The task for the watchdogs, the Liberian media, to keep checking and reporting the ills of the Liberian society became more cumbersome. Not only that, attempts to dig in after the facts of the misdeeds in government attracted the most severe treatment.

Government did not take media resolve lying down, but came cracking down on editors and their media outlets for reportedly probing public officials’ malpractices and in many instances, targeting reporters conducting the investigation. To this effect, several leading journalists from the News, Inquirer, Heritage, Independent, and Analyst were victims of Taylor’s dreadful security forces.

The media was reporting on how Taylor and his associates were looting state resources but could not pay civil servants for years. As a result, media houses were either shut down or regularly intimidated when journalists reported critical issues that affected the survival of the citizenry. The detention and torture of ‘journalist’ Hassan Bility of the Analyst newspaper is a classic example of Taylor’s brutality against journalists during his rule in Liberia.

The civil war ended with Taylor surfaced behind bars in The Hague but Liberians again witnessed another promises, this time coming from a lady who has been in the vanguard of social justice, rule of law and good governance, Madam Ellen Johnson-Sirleaf. Following her election in 2005 as Africa’s first female elected president, she went on record at her inaugural ceremony, by committing her administration to the fight against corruption, declaring it public “enemy number one.” To consolidate this commitment, the new President called on every Liberian, especially the media, to help fight corruption.
Clearing speaking, this enemy, corruption, has been undermining development and growth in Liberia. To help her revise the quagmire, President Johnson-Sirleaf particularly invited the press, stressing that the “media should fight it by exposing officials who will engage in malpractices.”

From that statement, some Liberian media houses and practitioners including, The Independent, The News, Public Agenda, FrontPage and New Democrat newspapers decided to lend support and fueled their vigor and therefore got set to fight the deadly disease (corruption),attacking it wherever it was found and where applicable, prevent it by exposure or beaming the early warning signals.

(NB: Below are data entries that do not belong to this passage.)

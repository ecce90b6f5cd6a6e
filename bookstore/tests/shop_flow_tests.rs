// bookstore/tests/shop_flow_tests.rs

#[macro_use]
mod common;

use actix_web::http::StatusCode;
use actix_web::test::{self, TestRequest};
use bookstore::models::MAX_LINE_QUANTITY;
use common::*;
use serde_json::Value;

#[actix_web::test]
async fn health_endpoint_answers() {
  let state = test_state().await;
  let app = init_app!(state);
  let mut browser = Browser::new();

  let resp = send!(app, browser, TestRequest::get().uri("/health"));
  assert_eq!(resp.status(), StatusCode::OK);
}

#[actix_web::test]
async fn index_lists_categories_by_name() {
  let state = test_state().await;
  let app = init_app!(state);
  let mut browser = Browser::new();

  let resp = send!(app, browser, TestRequest::get().uri("/Shop"));
  assert_eq!(resp.status(), StatusCode::OK);
  let body: Value = test::read_body_json(resp).await;
  let names: Vec<&str> = body["categories"]
    .as_array()
    .unwrap()
    .iter()
    .map(|c| c["name"].as_str().unwrap())
    .collect();
  assert_eq!(names, vec!["Fantasy", "History", "Science Fiction"]);
}

#[actix_web::test]
async fn category_page_lists_only_its_books() {
  let state = test_state().await;
  let app = init_app!(state);
  let mut browser = Browser::new();

  let resp = send!(app, browser, TestRequest::get().uri("/Shop/ShopByCategory/2"));
  assert_eq!(resp.status(), StatusCode::OK);
  let body: Value = test::read_body_json(resp).await;
  assert_eq!(body["category"], "History");
  let books = body["books"].as_array().unwrap();
  assert_eq!(books.len(), 2);
  assert!(books.iter().all(|b| b["category_id"] == 2));
}

#[actix_web::test]
async fn unknown_or_malformed_category_redirects_to_index() {
  let state = test_state().await;
  let app = init_app!(state);
  let mut browser = Browser::new();

  for uri in ["/Shop/ShopByCategory/999", "/Shop/ShopByCategory/not-a-number"] {
    let resp = send!(app, browser, TestRequest::get().uri(uri));
    assert_eq!(resp.status(), StatusCode::FOUND, "{}", uri);
    assert_eq!(location(&resp), "/Shop");
  }
}

#[actix_web::test]
async fn adding_the_same_book_twice_sums_quantities() {
  let state = test_state().await;
  let app = init_app!(state);
  let mut browser = Browser::new();

  let resp = send!(app, browser, add_to_cart_form(DUNE_ID, 1));
  assert_eq!(resp.status(), StatusCode::SEE_OTHER);
  assert_eq!(location(&resp), "/Shop/Cart");
  send!(app, browser, add_to_cart_form(DUNE_ID, 2));

  let resp = send!(app, browser, TestRequest::get().uri("/Shop/Cart"));
  let body: Value = test::read_body_json(resp).await;
  let lines = body["lines"].as_array().unwrap();
  assert_eq!(lines.len(), 1);
  assert_eq!(lines[0]["book_id"], DUNE_ID);
  assert_eq!(lines[0]["quantity"], 3);
  assert_eq!(body["itemCount"], 3);
}

#[actix_web::test]
async fn cart_total_is_the_sum_of_its_lines() {
  let state = test_state().await;
  let app = init_app!(state);
  let mut browser = Browser::new();

  send!(app, browser, add_to_cart_form(HOBBIT_ID, 2));
  send!(app, browser, add_to_cart_form(SPQR_ID, 1));

  let resp = send!(app, browser, TestRequest::get().uri("/Shop/Cart"));
  let body: Value = test::read_body_json(resp).await;
  let lines_total: i64 = body["lines"]
    .as_array()
    .unwrap()
    .iter()
    .map(|l| l["quantity"].as_i64().unwrap() * l["price_cents"].as_i64().unwrap())
    .sum();
  assert_eq!(lines_total, 2 * HOBBIT_PRICE + SPQR_PRICE);
  assert_eq!(body["totalCents"], lines_total);
  assert_eq!(body["itemCount"], 3);
}

#[actix_web::test]
async fn unknown_book_is_not_found() {
  let state = test_state().await;
  let app = init_app!(state);
  let mut browser = Browser::new();

  let resp = send!(app, browser, add_to_cart_form(4242, 1));
  assert_eq!(resp.status(), StatusCode::NOT_FOUND);
}

#[actix_web::test]
async fn non_positive_quantity_is_rejected() {
  let state = test_state().await;
  let app = init_app!(state);
  let mut browser = Browser::new();

  for quantity in [0, -3] {
    let resp = send!(app, browser, add_to_cart_form(DUNE_ID, quantity));
    assert_eq!(resp.status(), StatusCode::BAD_REQUEST);
  }
  let resp = send!(app, browser, TestRequest::get().uri("/Shop/Cart"));
  let body: Value = test::read_body_json(resp).await;
  assert!(body["lines"].as_array().unwrap().is_empty());
}

#[actix_web::test]
async fn line_quantity_is_capped() {
  let state = test_state().await;
  let app = init_app!(state);
  let mut browser = Browser::new();

  for quantity in [MAX_LINE_QUANTITY + 1, i32::MAX] {
    let resp = send!(app, browser, add_to_cart_form(DUNE_ID, quantity));
    assert_eq!(resp.status(), StatusCode::BAD_REQUEST, "{}", quantity);
  }

  let resp = send!(app, browser, add_to_cart_form(DUNE_ID, MAX_LINE_QUANTITY));
  assert_eq!(resp.status(), StatusCode::SEE_OTHER);
  let resp = send!(app, browser, add_to_cart_form(DUNE_ID, 1));
  assert_eq!(resp.status(), StatusCode::BAD_REQUEST);

  let resp = send!(app, browser, TestRequest::get().uri("/Shop/Cart"));
  let body: Value = test::read_body_json(resp).await;
  assert_eq!(body["lines"][0]["quantity"], MAX_LINE_QUANTITY);
}

#[actix_web::test]
async fn visitors_do_not_share_carts() {
  let state = test_state().await;
  let app = init_app!(state);
  let mut alice = Browser::new();
  let mut bob = Browser::new();

  send!(app, alice, add_to_cart_form(HOBBIT_ID, 1));

  let resp = send!(app, bob, TestRequest::get().uri("/Shop/Cart"));
  let body: Value = test::read_body_json(resp).await;
  assert!(body["lines"].as_array().unwrap().is_empty());
  assert_eq!(body["itemCount"], 0);
}

#[actix_web::test]
async fn removing_someone_elses_item_changes_nothing() {
  let state = test_state().await;
  let app = init_app!(state);
  let mut alice = Browser::new();
  let mut bob = Browser::new();

  send!(app, alice, add_to_cart_form(HOBBIT_ID, 1));
  let resp = send!(app, alice, TestRequest::get().uri("/Shop/Cart"));
  let body: Value = test::read_body_json(resp).await;
  let item_id = body["lines"][0]["item_id"].as_i64().unwrap();

  let resp = send!(
    app,
    bob,
    TestRequest::get().uri(&format!("/Shop/RemoveFromCart/{}", item_id))
  );
  assert_eq!(resp.status(), StatusCode::FOUND);
  assert_eq!(location(&resp), "/Shop/Cart");

  let resp = send!(app, alice, TestRequest::get().uri("/Shop/Cart"));
  let body: Value = test::read_body_json(resp).await;
  assert_eq!(body["lines"].as_array().unwrap().len(), 1);
}

#[actix_web::test]
async fn removing_own_item_empties_the_line() {
  let state = test_state().await;
  let app = init_app!(state);
  let mut browser = Browser::new();

  send!(app, browser, add_to_cart_form(HOBBIT_ID, 2));
  send!(app, browser, add_to_cart_form(DUNE_ID, 1));
  let resp = send!(app, browser, TestRequest::get().uri("/Shop/Cart"));
  let body: Value = test::read_body_json(resp).await;
  let hobbit_item = body["lines"]
    .as_array()
    .unwrap()
    .iter()
    .find(|l| l["book_id"] == HOBBIT_ID)
    .map(|l| l["item_id"].as_i64().unwrap())
    .unwrap();

  send!(
    app,
    browser,
    TestRequest::get().uri(&format!("/Shop/RemoveFromCart/{}", hobbit_item))
  );

  let resp = send!(app, browser, TestRequest::get().uri("/Shop/Cart"));
  let body: Value = test::read_body_json(resp).await;
  let lines = body["lines"].as_array().unwrap();
  assert_eq!(lines.len(), 1);
  assert_eq!(lines[0]["book_id"], DUNE_ID);
  assert_eq!(body["totalCents"], DUNE_PRICE);
}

But it soon became glaring that the government appeared not too sincere or focused on the fight against corruption; while nowadays officials of government stood behind the smokescreen of public policy on freedom of the press, transparency and accountability, the independent press was however systematically targeted, using state security personnel to intimidate reportage on malpractices in government. The President too joined the negative crusade against the media, when she publicly described journalists as ‘check books journalists’, a statement that did go down well with Press Union of Liberia. Former PUL Secretary-General, Alphonso Zeon defended media and said the press was working in very difficult terrain but the president was ‘frustrated’.

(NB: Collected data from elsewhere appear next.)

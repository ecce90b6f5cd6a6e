// bookstore/src/web/handlers/auth_handlers.rs

use actix_session::Session;
use actix_web::{web, HttpResponse};
use serde::Deserialize;
use serde_json::json;
use shopflow::{ContextData, PipelineResult};
use tracing::{info, instrument, warn};

use super::redirect_see_other;
use crate::errors::AppError;
use crate::pipelines::contexts::{SigninCtxData, SignupCtxData};
use crate::state::AppState;
use crate::web::session;

#[derive(Deserialize)]
#[serde(rename_all = "PascalCase")]
pub struct CredentialsForm {
  pub email: String,
  pub password: String,
}

#[instrument(name = "handler::register", skip(app_state, session, form), fields(req_email = %form.email))]
pub async fn register_handler(
  app_state: web::Data<AppState>,
  session: Session,
  form: web::Form<CredentialsForm>,
) -> Result<HttpResponse, AppError> {
  let CredentialsForm { email, password } = form.into_inner();
  let email = email.trim().to_lowercase();

  let ctx_data = ContextData::new(SignupCtxData {
    app_state: app_state.get_ref().clone(),
    anonymous_customer_id: session::anonymous_customer_id(&session, &email)?,
    email,
    password,
    created_user: None,
    adopted_lines: 0,
  });

  if app_state.flows.run(ctx_data.clone()).await? == PipelineResult::Stopped {
    warn!("Sign-up pipeline was stopped by a handler.");
    return Err(AppError::PipelineHalted);
  }

  let (user, adopted_lines) = {
    let guard = ctx_data.read();
    (guard.created_user.clone(), guard.adopted_lines)
  };
  let user = user.ok_or_else(|| AppError::Internal("Sign-up completed without creating a user.".to_string()))?;
  session::sign_in(&session, &user.email)?;
  info!(user_id = user.id, adopted_lines, "Account registered and signed in.");

  Ok(HttpResponse::Created().json(json!({
      "message": "Account created successfully.",
      "userId": user.id,
      "email": user.email,
      "adoptedLines": adopted_lines,
  })))
}

#[instrument(name = "handler::login", skip(app_state, session, form), fields(req_email = %form.email))]
pub async fn login_handler(
  app_state: web::Data<AppState>,
  session: Session,
  form: web::Form<CredentialsForm>,
) -> Result<HttpResponse, AppError> {
  let CredentialsForm { email, password } = form.into_inner();
  let email = email.trim().to_lowercase();

  let ctx_data = ContextData::new(SigninCtxData {
    app_state: app_state.get_ref().clone(),
    anonymous_customer_id: session::anonymous_customer_id(&session, &email)?,
    email,
    password,
    user: None,
    adopted_lines: 0,
  });

  if app_state.flows.run(ctx_data.clone()).await? == PipelineResult::Stopped {
    warn!("Sign-in pipeline was stopped by a handler.");
    return Err(AppError::Auth("Authentication process was unexpectedly halted.".to_string()));
  }

  let (user, adopted_lines) = {
    let guard = ctx_data.read();
    (guard.user.clone(), guard.adopted_lines)
  };
  let user = user.ok_or_else(|| AppError::Auth("Sign-in completed without user identification.".to_string()))?;
  session::sign_in(&session, &user.email)?;
  info!(user_id = user.id, adopted_lines, "Signed in.");

  Ok(HttpResponse::Ok().json(json!({
      "message": "Signin successful.",
      "userId": user.id,
      "email": user.email,
      "adoptedLines": adopted_lines,
  })))
}

#[instrument(name = "handler::logout", skip(session))]
pub async fn logout_handler(session: Session) -> HttpResponse {
  session.purge();
  info!("Session purged.");
  redirect_see_other("/Shop")
}
// shopflow/src/error.rs
use anyhow::Error as AnyhowError;
use thiserror::Error;

/// Errors raised by the engine itself, as opposed to errors returned by
/// user handlers. Pipelines require their handler error type to be
/// `From<FlowError>` so these can surface through `Pipeline::run`.
#[derive(Debug, Error)]
pub enum FlowError {
  #[error("Step not found: {step_name}")]
  StepNotFound { step_name: String },

  #[error("Handler missing for non-optional step: {step_name}")]
  HandlerMissing { step_name: String },

  #[error("Type mismatch while dispatching context (expected {expected_type}, at '{step_name}')")]
  TypeMismatch { step_name: String, expected_type: String },

  #[error("Error in handler or external operation. Source: {source}")]
  HandlerError {
    #[source]
    source: AnyhowError,
  },

  #[error("Configuration error for '{step_name}': {message}")]
  ConfigurationError { step_name: String, message: String },

  #[error("Internal shopflow error: {0}")]
  Internal(String),
}

impl From<AnyhowError> for FlowError {
  fn from(err: AnyhowError) -> Self {
    FlowError::HandlerError { source: err }
  }
}

pub type FlowResult<T, E = FlowError> = std::result::Result<T, E>;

A heated fray developed between the government and the press but sooner, some leading dailies tactically resolved to side with the regime and engaged public relations reporting for the government, thus downplaying the importance of investigative journalism, fearing how this could affect their business interest or families. Many of such papers will do nothing about reporting on anything called corruption in spite of the glaring wave of corruption … institutionalized corruption. It is a somewhat self-censoring on reportage, apparently pursued to obtain adverts or benefits from government institutions. Some media managers attributed their slow-down on investigative reporting to the lack of coordinated opposition party to checkmate these reported corruption issues.

But in the presence of huge international groupings here, the Ellen-led administration is following the footsteps of her predecessors like Presidents Doe and Taylor with state security forces brutalizing and intimidating journalists. During the first term of President Johnson-Sirleaf, state security officers on several occasions beat up journalists for asking what governmental functionaries would consider “critical questions.”
A Liberian media advocacy group, the Center for Media Studies and Peace Building recorded and reported over fifty (50) separate incidents of attacks on journalists since the incumbency of the Johnson-Sirleaf’s administration in her first term of six years. Although, government passed into law the Freedom of Information Act (FOI) in late 2010, officials were still reluctant to disclose public information to journalists especially on government’s financial transactions.

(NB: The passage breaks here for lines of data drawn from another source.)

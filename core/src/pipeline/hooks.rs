// shopflow/src/pipeline/hooks.rs

//! Handler registration for the three phases of a step.

use crate::core::context::Handler;
use crate::core::context_data::ContextData;
use crate::core::control::PipelineControl;
use crate::error::FlowError;
use crate::pipeline::definition::Pipeline;
use std::collections::HashMap;
use std::future::Future;

#[derive(Clone, Copy)]
enum Phase {
  Before,
  On,
  After,
}

impl<TData, Err> Pipeline<TData, Err>
where
  TData: 'static + Send + Sync,
  Err: std::error::Error + From<FlowError> + Send + Sync + 'static,
{
  /// Registers a handler that runs before the step's `on` handlers.
  ///
  /// The handler may fail with any error that converts into the pipeline's
  /// `Err`.
  pub fn before_step<F, HandlerErr>(
    &mut self,
    step_name: &str,
    handler_fn: impl Fn(ContextData<TData>) -> F + Send + Sync + 'static,
  ) where
    F: Future<Output = Result<PipelineControl, HandlerErr>> + Send + 'static,
    HandlerErr: Into<Err> + Send + Sync + 'static,
  {
    self.push_handler(Phase::Before, step_name, handler_fn);
  }

  /// Registers the main handler of a step. Several may be registered; they
  /// run in registration order.
  pub fn on_step<F, HandlerErr>(
    &mut self,
    step_name: &str,
    handler_fn: impl Fn(ContextData<TData>) -> F + Send + Sync + 'static,
  ) where
    F: Future<Output = Result<PipelineControl, HandlerErr>> + Send + 'static,
    HandlerErr: Into<Err> + Send + Sync + 'static,
  {
    self.push_handler(Phase::On, step_name, handler_fn);
  }

  /// Registers a handler that runs once the step's `on` handlers finished.
  pub fn after_step<F, HandlerErr>(
    &mut self,
    step_name: &str,
    handler_fn: impl Fn(ContextData<TData>) -> F + Send + Sync + 'static,
  ) where
    F: Future<Output = Result<PipelineControl, HandlerErr>> + Send + 'static,
    HandlerErr: Into<Err> + Send + Sync + 'static,
  {
    self.push_handler(Phase::After, step_name, handler_fn);
  }

  fn push_handler<F, HandlerErr>(
    &mut self,
    phase: Phase,
    step_name: &str,
    handler_fn: impl Fn(ContextData<TData>) -> F + Send + Sync + 'static,
  ) where
    F: Future<Output = Result<PipelineControl, HandlerErr>> + Send + 'static,
    HandlerErr: Into<Err> + Send + Sync + 'static,
  {
    self.ensure_step_exists(step_name);
    let boxed: Handler<TData, Err> = Box::new(move |ctx_data| {
      let fut = handler_fn(ctx_data);
      Box::pin(async move { fut.await.map_err(Into::into) })
    });
    let table: &mut HashMap<String, Vec<Handler<TData, Err>>> = match phase {
      Phase::Before => &mut self.before,
      Phase::On => &mut self.on,
      Phase::After => &mut self.after,
    };
    table.entry(step_name.to_string()).or_default().push(boxed);
  }
}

Quite obvious is the hard fact that the administration had backtracked to the old tactics of using adverts to either censor or compel editorial compromises, often demanding papers to cut their stories in ways that suited governmental policies.

For the record, many Liberian media managers suffered sustained losses during the last civil war that forced Charles Taylor to resign; mindful of what adverts denials have done to media houses, couple of publishers have resolved not to get “critical” but rather seek to befriend the regime at night, and to benefit therefrom.

Some of these media practitioners have gotten so money oriented that anything could go, not in the least to talk about compromising public interest cases. For instance, some have reneged on investigating major concessions in the oil and gas sector, timber industry, mining and the privatization of leading state-owned enterprises including sea and airports without investigating the contracts and benefits thereof.

They have failed to inquire what the citizens’ benefits were in these various contracts and concessions. How these rehabilitation projects are being tailored; are they emergency projects or sustainable or durable ones and what are the safeguards and monitoring mechanisms put into place for the country not to fall victim to substandard works as in the case of two Chinese construction companies-CHICO and CICO currently involved in road construction projects around the country. They are also sanctioning the rampant abuse and murder of little girls; financial and administrative malpractices as well as the decadence of the moral rectitude of the Liberian society.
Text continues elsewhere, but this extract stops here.